ジェネリック医薬品(後発医薬品)とは、先発医薬品の特許期間終了後に製造・販売される医薬品です。
日本国内では、厚生労働省による審査を受け、
- 有効性
- 安全性
- 品質
について確認されたうえで承認されています。つまり、国内承認ジェネリック医薬品は、一定の基準を満たした医薬品です。
「有効成分が同じ」と「製品が同じ」は別の話です
ジェネリック医薬品は、有効成分が先発医薬品と同じです。しかし、製剤としては、
- 添加物
- 錠剤の形状
- コーティング
- 色
- 大きさ
- 溶け方
などが異なることがあります。これらは法律上認められている違いであり、品質が劣るという意味ではありません。
海外製品との違い
一方で、インターネットなどでは、海外製ED治療薬が販売されていることがあります。中には、有効成分が同じであることを強調する広告も見られます。しかし、有効成分が同じであることと、日本国内で承認された医薬品であることは別です。
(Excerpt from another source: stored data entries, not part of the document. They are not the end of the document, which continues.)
//! Argon2id password hashing and verification.
//!
//! Hashes use the PHC string format so the algorithm parameters and salt are
//! stored alongside the hash in the `settings` table.

use argon2::password_hash::rand_core::OsRng;
use argon2::password_hash::{PasswordHash, PasswordHasher, PasswordVerifier, SaltString};
use argon2::Argon2;

/// Minimum length accepted when changing a password.
pub const MIN_PASSWORD_LENGTH: usize = 4;

/// Hash a plaintext password using Argon2id with a random salt.
pub fn hash_password(password: &str) -> Result<String, argon2::password_hash::Error> {
    let salt = SaltString::generate(&mut OsRng);
    let hash = Argon2::default().hash_password(password.as_bytes(), &salt)?;
    Ok(hash.to_string())
}

/// Verify a plaintext password against a stored PHC-formatted Argon2id hash.
///
/// Returns `Ok(true)` if the password matches, `Ok(false)` if it does not.
pub fn verify_password(password: &str, hash: &str) -> Result<bool, argon2::password_hash::Error> {
    let parsed_hash = PasswordHash::new(hash)?;
    match Argon2::default().verify_password(password.as_bytes(), &parsed_hash) {
        Ok(()) => Ok(true),
        Err(argon2::password_hash::Error::Password) => Ok(false),
        Err(e) => Err(e),
    }
}

/// Validate that a new password meets the minimum length.
pub fn validate_password_strength(password: &str, min_length: usize) -> Result<(), String> {
    if password.chars().count() < min_length {
        return Err(format!(
            "Password must be at least {min_length} characters long"
        ));
    }
    Ok(())
}

#[cfg(test)]
mod tests {
    use super::*;

    #[test]
    fn test_hash_and_verify() {
        let hash = hash_password("public123").expect("hashing should succeed");
        assert!(hash.starts_with("$argon2id$"));
        assert!(verify_password("public123", &hash).expect("verify should succeed"));
    }

    #[test]
    fn test_wrong_password_fails() {
        let hash = hash_password("admin123").expect("hashing should succeed");
        assert!(!verify_password("admin124", &hash).expect("verify should succeed"));
    }

    #[test]
    fn test_garbage_hash_is_an_error() {
        assert!(verify_password("x", "not-a-phc-string").is_err());
    }

    #[test]
    fn test_password_strength_counts_characters() {
        assert!(validate_password_strength("abc", MIN_PASSWORD_LENGTH).is_err());
        // Three Cyrillic letters are six bytes but still too short.
        assert!(validate_password_strength("абв", MIN_PASSWORD_LENGTH).is_err());
        assert!(validate_password_strength("пароль", MIN_PASSWORD_LENGTH).is_ok());
        let msg = validate_password_strength("", 4).unwrap_err();
        assert!(msg.contains("at least 4 characters"));
    }
}
//! Bearer-token extractor.

use axum::extract::FromRequestParts;
use axum::http::header::AUTHORIZATION;
use axum::http::request::Parts;
use eventplan_core::error::CoreError;
use eventplan_core::roles::Role;

use crate::error::AppError;
use crate::state::AppState;

/// The verified holder of an access token.
///
/// Any handler taking an `AuthUser` answers 401 to requests without a valid
/// `Authorization: Bearer <token>` header.
#[derive(Debug, Clone, Copy)]
pub struct AuthUser {
    pub role: Role,
}

fn unauthorized(msg: &str) -> AppError {
    AppError::Core(CoreError::Unauthorized(msg.into()))
}

impl FromRequestParts<AppState> for AuthUser {
    type Rejection = AppError;

    async fn from_request_parts(
        parts: &mut Parts,
        state: &AppState,
    ) -> Result<Self, Self::Rejection> {
        let header = parts
            .headers
            .get(AUTHORIZATION)
            .and_then(|v| v.to_str().ok())
            .ok_or_else(|| unauthorized("Missing Authorization header"))?;

        let token = header
            .strip_prefix("Bearer ")
            .map(str::trim)
            .filter(|t| !t.is_empty())
            .ok_or_else(|| unauthorized("Invalid Authorization format. Expected: Bearer <token>"))?;

        let claims = state.config.jwt.verify(token).map_err(|e| {
            tracing::debug!(error = %e, "Rejected access token");
            unauthorized("Invalid or expired token")
        })?;

        Ok(AuthUser { role: claims.role })
    }
}
//! REST client for the events plan API.
//!
//! Wraps the `/api/v1` endpoints the web client uses (login, schedule reads,
//! description patches) with [`reqwest`]. Successful responses arrive in a
//! `{"data": ...}` envelope which is unwrapped here.

use eventplan_core::patch::PatchField;
use eventplan_core::roles::Role;
use eventplan_core::types::DbId;
use eventplan_db::models::category::CategoryWithEvents;
use eventplan_db::models::event::EventWithRelations;
use serde::de::DeserializeOwned;
use serde::{Deserialize, Serialize};

use crate::error::{api_error, ClientError};

/// Prefix of every API route.
const API_PREFIX: &str = "/api/v1";

/// Token and role returned by a successful login.
#[derive(Debug, Clone, Deserialize)]
pub struct Session {
    pub access_token: String,
    pub token_type: String,
    pub role: Role,
}

/// Result of `GET /auth/check`.
#[derive(Debug, Clone, Deserialize)]
pub struct SessionInfo {
    pub authenticated: bool,
    pub role: Role,
}

#[derive(Deserialize)]
struct Envelope<T> {
    data: T,
}

#[derive(Serialize)]
struct PasswordBody<'a> {
    password: &'a str,
}

/// Body of the editor PATCH. An absent field leaves the key out entirely.
#[derive(Serialize)]
struct DescriptionPatch {
    #[serde(skip_serializing_if = "PatchField::is_absent")]
    description: PatchField<String>,
}

/// HTTP client for one events plan server.
#[derive(Debug, Clone)]
pub struct ApiClient {
    client: reqwest::Client,
    base_url: String,
    token: Option<String>,
}

impl ApiClient {
    /// Create a client for a server root such as `http://localhost:8000`.
    pub fn new(base_url: impl Into<String>) -> Self {
        Self::with_client(reqwest::Client::new(), base_url)
    }

    /// Create a client reusing an existing [`reqwest::Client`].
    pub fn with_client(client: reqwest::Client, base_url: impl Into<String>) -> Self {
        let base_url = base_url.into().trim_end_matches('/').to_string();
        Self {
            client,
            base_url,
            token: None,
        }
    }

    /// The bearer token in use, if logged in.
    pub fn token(&self) -> Option<&str> {
        self.token.as_deref()
    }

    /// Use a token obtained elsewhere (e.g. restored from storage).
    pub fn set_token(&mut self, token: Option<String>) {
        self.token = token;
    }

    /// Exchange the public password for an editor token and keep it.
    pub async fn login(&mut self, password: &str) -> Result<Session, ClientError> {
        self.login_at("/auth/login", password).await
    }

    /// Exchange the admin password for an admin token and keep it.
    pub async fn admin_login(&mut self, password: &str) -> Result<Session, ClientError> {
        self.login_at("/auth/admin/login", password).await
    }

    /// Ask the server whether the current token is still valid.
    pub async fn check(&self) -> Result<SessionInfo, ClientError> {
        let request = self.authorized(self.client.get(self.url("/auth/check")))?;
        Self::parse_response(request.send().await?).await
    }

    /// Categories of one month with their events, links and photos.
    pub async fn fetch_month(&self, month: i32) -> Result<Vec<CategoryWithEvents>, ClientError> {
        let response = self
            .client
            .get(self.url("/events"))
            .query(&[("month", month)])
            .send()
            .await?;
        Self::parse_response(response).await
    }

    /// The whole year, ordered by month then sort order.
    pub async fn fetch_year(&self) -> Result<Vec<CategoryWithEvents>, ClientError> {
        let response = self.client.get(self.url("/events/all")).send().await?;
        Self::parse_response(response).await
    }

    /// One event with its links and photos.
    pub async fn fetch_event(&self, id: DbId) -> Result<EventWithRelations, ClientError> {
        let response = self
            .client
            .get(self.url(&format!("/events/{id}")))
            .send()
            .await?;
        Self::parse_response(response).await
    }

    /// Send the editor's description update and return the stored event.
    ///
    /// `Absent` sends `{}`, `Null` sends `{"description": null}`, a value
    /// sends it as is. The returned event is authoritative; callers should
    /// reconcile their local copy from it.
    pub async fn patch_description(
        &self,
        id: DbId,
        description: PatchField<String>,
    ) -> Result<EventWithRelations, ClientError> {
        let request = self
            .client
            .patch(self.url(&format!("/events/{id}")))
            .json(&DescriptionPatch { description });
        let response = self.authorized(request)?.send().await?;
        Self::parse_response(response).await
    }

    // ---- crate helpers ----

    pub(crate) fn http(&self) -> &reqwest::Client {
        &self.client
    }

    pub(crate) fn url(&self, path: &str) -> String {
        format!("{}{API_PREFIX}{path}", self.base_url)
    }

    pub(crate) fn authorized(
        &self,
        request: reqwest::RequestBuilder,
    ) -> Result<reqwest::RequestBuilder, ClientError> {
        let token = self.token.as_deref().ok_or(ClientError::NotAuthenticated)?;
        Ok(request.bearer_auth(token))
    }

    // ---- private helpers ----

    async fn login_at(&mut self, path: &str, password: &str) -> Result<Session, ClientError> {
        let response = self
            .client
            .post(self.url(path))
            .json(&PasswordBody { password })
            .send()
            .await?;
        let session: Session = Self::parse_response(response).await?;
        tracing::debug!(role = %session.role, "Logged in");
        self.token = Some(session.access_token.clone());
        Ok(session)
    }

    /// Unwrap the `{"data": ...}` envelope of a 2xx response, or turn the
    /// server's error body into [`ClientError::Api`].
    async fn parse_response<T: DeserializeOwned>(
        response: reqwest::Response,
    ) -> Result<T, ClientError> {
        let status = response.status();
        if !status.is_success() {
            let body = response
                .text()
                .await
                .unwrap_or_else(|_| "<unreadable body>".to_string());
            return Err(api_error(status.as_u16(), &body));
        }
        Ok(response.json::<Envelope<T>>().await?.data)
    }
}
//! Repository layer.
//!
//! Each repository is a zero-sized struct providing async CRUD methods
//! that accept `&PgPool` as the first argument.

pub mod category_repo;
pub mod event_repo;
pub mod link_repo;
pub mod photo_repo;
pub mod schedule_repo;
pub mod setting_repo;

pub use category_repo::CategoryRepo;
pub use event_repo::EventRepo;
pub use link_repo::LinkRepo;
pub use photo_repo::PhotoRepo;
pub use schedule_repo::ScheduleRepo;
pub use setting_repo::SettingRepo;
医薬品は、
- 製造管理
- 品質管理
- 流通管理
- 承認制度
などが国ごとに異なります。
そのため、「海外製だから同じ品質」とは一概には言えません。
流通経路も大切なポイントです
医薬品は、製品そのものだけではなく、どのような流通経路を経て患者さんに届くかも重要です。国内承認薬は、製造から流通まで一定の管理体制のもとで供給されています。一方、海外から個人輸入された医薬品などでは、流通経路や保管状況を確認できない場合があります。そのため、「どこで製造されたか」だけではなく、「どのような経路で届いた医薬品なのか」も確認することが大切です。
「安い」だけでは判断できません
価格は医療機関を選ぶうえで重要な要素の一つです。
しかし、価格だけで判断すると、
- 使用する医薬品
- 国内承認薬かどうか
- 医師による診察内容
- 副作用への対応
- 治療後のフォロー体制
など、大切な情報を見落としてしまうことがあります。医療では、「価格」と「安全性・品質・診療体制」は分けて考える必要があります。
ED治療薬を選ぶときに確認したいポイント
受診前には、次のような点を確認してみましょう。
- 国内で承認された医薬品か
- 医薬品名が明確に表示されているか
- 有効成分だけでなく製品名も説明されているか
- 医師から十分な説明を受けられるか
- 副作用や服用方法について説明があるか
- 流通経路が明確か
これらを確認することで、安心して治療を受けやすくなります。
監修:ウエストクリニックからのメッセージ
ジェネリック医薬品は、日本国内で承認されたものであれば、有効性・安全性・品質について審査を受けた医薬品です。一方で、「有効成分が同じ」という理由だけで、すべての製品や流通経路が同じと考えることはできません。ED治療薬を選ぶ際には、
- 国内承認薬であること
- 医師から十分な説明を受けられること
- 信頼できる流通経路で提供されていること
を確認し、納得したうえで治療を開始することをおすすめします。医療では、「価格」や「広告の印象」だけではなく、「品質」「安全性」「診療体制」を含めて総合的に判断することが、安心して治療を続けるための第一歩となります。